» **Work instructions**: Find the lines holding the string "venue" in the data, then copy all of them.

» **Records for this task**:
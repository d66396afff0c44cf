//! Execution Pipeline - Single Order State Machine Driver
//!
//! Drives one admitted order through its stages:
//! `routing → building → submitted → confirmed`
//!
//! Every transition is committed to the store and published before the
//! next stage starts, so observers see each stage in order. Any error
//! moves the order to `failed` with the error description; there is no
//! retry and the caller always gets control back to release the slot.

use std::sync::Arc;
use std::time::Duration;

use tokio::time::timeout;
use tracing::{debug, error, info, instrument, warn};

use super::error::ExecutionError;
use super::order_store::OrderStore;
use super::quote_aggregator::{QuoteAggregator, RoutedQuote};
use crate::config::PipelineConfig;
use crate::domain::order::{Order, OrderEvent, OrderId, OrderStatus};
use crate::domain::quote::{SwapReceipt, is_valid_tx_hash};
use crate::ports::publisher::UpdatePublisher;

/// Stage timings for the pipeline.
#[derive(Debug, Clone, Copy)]
pub struct PipelineSettings {
  /// Simulated transaction build time.
  pub build_delay: Duration,
  /// Deadline for the venue execute call.
  pub execute_timeout: Duration,
}

impl From<&PipelineConfig> for PipelineSettings {
  fn from(config: &PipelineConfig) -> Self {
    Self {
      build_delay: config.build_delay(),
      execute_timeout: config.execute_timeout(),
    }
  }
}

/// Drives admitted orders to a terminal status.
pub struct ExecutionPipeline {
  store: Arc<OrderStore>,
  aggregator: QuoteAggregator,
  publisher: Arc<dyn UpdatePublisher>,
  settings: PipelineSettings,
}

impl ExecutionPipeline {
  pub fn new(
    store: Arc<OrderStore>,
    aggregator: QuoteAggregator,
    publisher: Arc<dyn UpdatePublisher>,
    settings: PipelineSettings,
  ) -> Self {
    Self {
      store,
      aggregator,
      publisher,
      settings,
    }
  }

  /// Move a pending order to `routing` and broadcast it.
  ///
  /// The admission queue calls this while it holds its slot lock, so an
  /// order holds a slot exactly when it has left `pending`.
  ///
  /// # Errors
  /// `UnknownOrder` or `Transition` when the order is not pending.
  pub fn admit(&self, order_id: OrderId) -> Result<Order, ExecutionError> {
    self.advance(order_id, OrderEvent::Admitted)
  }

  /// Run one order to completion. Returns its terminal status.
  ///
  /// Pending orders are admitted first; admitted (`routing`) orders
  /// continue from quoting. Orders already past routing are left alone.
  /// Never returns an error: failures are recorded on the order.
  #[instrument(skip(self))]
  pub async fn process(&self, order_id: OrderId) -> OrderStatus {
    let order = match self.store.get(&order_id) {
      Some(order) if order.status() == OrderStatus::Pending => match self.admit(order_id) {
        Ok(order) => order,
        Err(e) => {
          warn!(error = %e, "Order could not be admitted");
          return self.store.status(&order_id).unwrap_or(OrderStatus::Failed);
        }
      },
      Some(order) if order.status() == OrderStatus::Routing => order,
      Some(order) => {
        debug!(status = %order.status(), "Order not runnable, skipping");
        return order.status();
      }
      None => {
        warn!("Order not found, skipping");
        return OrderStatus::Failed;
      }
    };

    match self.drive(order).await {
      Ok(order) => {
        info!(
          venue = order.selected_quote().map(|q| q.venue.as_str()),
          executed_price = order.executed_price(),
          tx_hash = order.tx_hash(),
          "Order confirmed"
        );
        order.status()
      }
      Err(e) => {
        warn!(error = %e, "Order failed");
        self.fail(order_id, &e)
      }
    }
  }

  /// Quote, build and execute an order already in `routing`.
  async fn drive(&self, order: Order) -> Result<Order, ExecutionError> {
    let order_id = order.id;
    let routed = self.aggregator.best_quote(&order).await?;
    let order = self.advance(order_id, OrderEvent::Routed(routed.quote.clone()))?;

    self.build(&order).await;
    let order = self.advance(order_id, OrderEvent::Built)?;

    let receipt = self.execute(&order, &routed).await?;
    self.advance(order_id, OrderEvent::Confirmed(receipt))
  }

  /// Commit a transition, then broadcast it.
  fn advance(&self, order_id: OrderId, event: OrderEvent) -> Result<Order, ExecutionError> {
    let order = self.store.apply(&order_id, event)?;
    let observers = self.publisher.publish(order.update());
    debug!(status = %order.status(), observers, "Stage advanced");
    Ok(order)
  }

  /// Transaction construction stand-in (signing, fee estimation).
  async fn build(&self, _order: &Order) {
    tokio::time::sleep(self.settings.build_delay).await;
  }

  async fn execute(&self, order: &Order, routed: &RoutedQuote) -> Result<SwapReceipt, ExecutionError> {
    let venue = routed.venue.id();
    let receipt = match timeout(
      self.settings.execute_timeout,
      routed.venue.execute(order, &routed.quote),
    )
    .await
    {
      Err(_) => {
        return Err(ExecutionError::StageTimeout {
          stage: "execute",
          venue,
          timeout_ms: self.settings.execute_timeout.as_millis() as u64,
        });
      }
      Ok(Err(e)) => {
        return Err(ExecutionError::ExecutionFailed {
          venue,
          reason: format!("{e:#}"),
        });
      }
      Ok(Ok(receipt)) => receipt,
    };

    if !is_valid_tx_hash(&receipt.tx_hash) {
      return Err(ExecutionError::ExecutionFailed {
        venue,
        reason: format!("malformed transaction reference {:?}", receipt.tx_hash),
      });
    }
    Ok(receipt)
  }

  /// Record the failure on the order and broadcast it.
  fn fail(&self, order_id: OrderId, cause: &ExecutionError) -> OrderStatus {
    match self.advance(order_id, OrderEvent::Failed(cause.to_string())) {
      Ok(order) => order.status(),
      Err(e) => {
        error!(error = %e, "Could not record order failure");
        self.store.status(&order_id).unwrap_or(OrderStatus::Failed)
      }
    }
  }
}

» **Answer to the problem**:
  /// Deadline for the venue execute call.
          venue = order.selected_quote().map(|q| q.venue.as_str()),
    let venue = routed.venue.id();
      routed.venue.execute(order, &routed.quote),
          venue,
          venue,
        venue,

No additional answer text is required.